Die Festlichkeiten waren zu Ende, es war wieder stiller geworden in der Neuenburg, und Ludwig saß eines Tages bei der Landgräfin, welche den schlummernden Säugling an der Brust hatte, im traulichen Gespräch, ihr treulich[D 7] erzählend, was vorgefallen und ihm begegnet war, so lange er von ihr getrennt geblieben; während sie ihm mit der Erzählung der kleinen Begebenheiten und Vorfälle, die sich auf der Neuenburg unterdeß zugetragen hatten, angenehm unterhielt.

Eine Bitte, sprach Ludwig, indem er die schöne Frau umschlang und zärtlich küßte, hätte [94] ich an meiner guten Gemahlin Herz zu legen, die ich sehr gern erfüllt hätte;

Und die ich, so es in meinen Kräften steht, meinem Herrn und Gemahl, mit Freuden erfüllen werde, entgegnete sie, mit freundlichem Lächeln.

Es war gerade, denn ich muß mit meiner Erzählung beginnen, fing der Landgraf an, am letzten des Erndtemonds, daß mir gemeldet wurde, wie sich ein Eber von ungeheurer Größe in der Gegend meines Schlosses Wartburg sehen lasse; meine Jagdlust war entflammt, schnell wurden Jäger, Knappen und Bauern aufgeboten, und schon am Nachmittag desselben Tages zog ich an ihrer Spitze dem Walde, wo er sich aufhalten sollte, zu.

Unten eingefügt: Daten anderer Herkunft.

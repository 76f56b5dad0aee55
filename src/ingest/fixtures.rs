//! Test fixtures: representative payloads from the cmwater Water API and the
//! time-series mock files.
//!
//! API response shape (all three endpoints):
//!   { "data": [ { "StationName": ..., ... }, ... ] }
//!
//! - getReservoirData: `PercentStorage` (number, may be null)
//! - getDamData:       `PercentStorage` + `TextLevel` (Thai category label)
//! - getWaterData:     `DiffWlBank` (number OR string) + `TextLevel`
//!
//! Extra fields the API sends (ids, timestamps, volumes) are kept in the
//! fixtures so the parser is exercised against the real envelope.

/// Three reservoirs, one with a null percentage (gauge offline).
pub(crate) fn fixture_reservoir_json() -> &'static str {
    r#"{
      "status": "success",
      "data": [
        { "StationID": 101, "StationName": "อ่างเก็บน้ำแม่แหลงหลวง", "PercentStorage": 45.32, "Volume": 1.82, "DataDate": "2025-11-01" },
        { "StationID": 102, "StationName": "อ่างเก็บน้ำห้วยเดื่อ", "PercentStorage": 8, "Volume": 0.21, "DataDate": "2025-11-01" },
        { "StationID": 109, "StationName": "อ่างเก็บน้ำโป่งจ้อ", "PercentStorage": null, "Volume": null, "DataDate": "2025-10-30" }
      ]
    }"#
}

/// Both large dams, with API names longer than the report's target names
/// (the substring rule must still match them).
pub(crate) fn fixture_dam_json() -> &'static str {
    r#"{
      "data": [
        { "StationName": "เขื่อนแม่งัดสมบูรณ์ชล", "PercentStorage": 71.6, "TextLevel": "น้ำมาก" },
        { "StationName": "เขื่อนแม่กวงอุดมธารา", "PercentStorage": 28.4, "TextLevel": "น้ำน้อย" }
      ]
    }"#
}

/// Station levels as a numeric string, a number, and null.
pub(crate) fn fixture_water_json() -> &'static str {
    r#"{
      "data": [
        { "StationName": "สถานีแม่แตง (P.4A)", "DiffWlBank": "-2.15", "TextLevel": "น้ำปกติ" },
        { "StationName": "สะพานนวรัฐ", "DiffWlBank": 0.8, "TextLevel": "น้ำล้นตลิ่ง" },
        { "StationName": "สถานีฮอด", "DiffWlBank": null, "TextLevel": null }
      ]
    }"#
}

/// A response cut off mid-stream.
pub(crate) fn fixture_truncated_json() -> &'static str {
    r#"{ "data": [ { "StationName": "อ่างเก็บน้ำแม่ตูบ", "PercentStorage": 6"#
}

/// Ping basin with a full week and 8-week forecast; Mae Taeng with two days
/// and no forecast block.
pub(crate) fn fixture_rainfall_json() -> &'static str {
    r#"{
      "ping": {
        "daily": [
          { "date": "2025-10-26", "value": 20.0 },
          { "date": "2025-10-27", "value": 40.0 },
          { "date": "2025-10-28", "value": 30.0 },
          { "date": "2025-10-29", "value": 25.0 },
          { "date": "2025-10-30", "value": 15.0 },
          { "date": "2025-10-31", "value": 10.0 },
          { "date": "2025-11-01", "value": 8.0 }
        ],
        "weekly_forecast": [
          { "date": "2025-11-02", "value": 10.0 },
          { "date": "2025-11-09", "value": 12.0 },
          { "date": "2025-11-16", "value": 15.0 },
          { "date": "2025-11-23", "value": 18.0 },
          { "date": "2025-11-30", "value": 20.0 },
          { "date": "2025-12-07", "value": 16.0 },
          { "date": "2025-12-14", "value": 14.0 },
          { "date": "2025-12-21", "value": 8.0 }
        ]
      },
      "mae_taeng": {
        "daily": [
          { "date": "2025-10-26", "value": 4.5 },
          { "date": "2025-10-27", "value": 0 }
        ]
      }
    }"#
}

pub(crate) fn fixture_soil_moisture_json() -> &'static str {
    r#"{
      "ping": {
        "daily": [
          { "date": "2025-10-26", "value": 0.28 },
          { "date": "2025-10-27", "value": 0.30 },
          { "date": "2025-10-28", "value": 0.32 }
        ]
      },
      "mae_kuang": { "daily": [] }
    }"#
}

pub(crate) fn fixture_spei_json() -> &'static str {
    r#"{
      "ping": {
        "monthly": [
          { "month": "2025-11", "value": -0.3 },
          { "month": "2025-12", "value": -0.5 },
          { "month": "2026-01", "value": -0.5 },
          { "month": "2026-02", "value": -0.6 },
          { "month": "2026-03", "value": -0.7 },
          { "month": "2026-04", "value": -0.9 }
        ]
      }
    }"#
}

Der Wald war umstellt, die Hunde spürten, nichts ließ sich sehen. Mit einemmale tönen an der entferntesten Ecke die Hörner, Peitschen knallen, Hunde bellen, bald darauf ein lautes Geschrey, dann ward es wieder stiller. Ich sandte schnell einen Boten nach der Gegend, aber es kam ihm schon ein andrer entgegen, der des Schreckens Spuren [95] noch im bleichen Gesichte tragend, athemlos berichtete, wie der Eber, so groß fast wie ein feister Ochse, hervorgebrochen sey, 6 Hunde zerfleischt, 2 Männer auf den Tod verwundet habe, und begrüßt von Pfeilen, Bolzen und Spießen sich umgewand und wieder in das Dickicht hineingerennt sey. Wir hielten auf einem etwas freyen Platz, der Bote hatte seine Erzählung noch nicht ganz vollendet, so rauschte und schnaubte es in den Büschen, und ehe wir es uns versahen, stürzt das Unthier wie rasend heraus und auf uns zu.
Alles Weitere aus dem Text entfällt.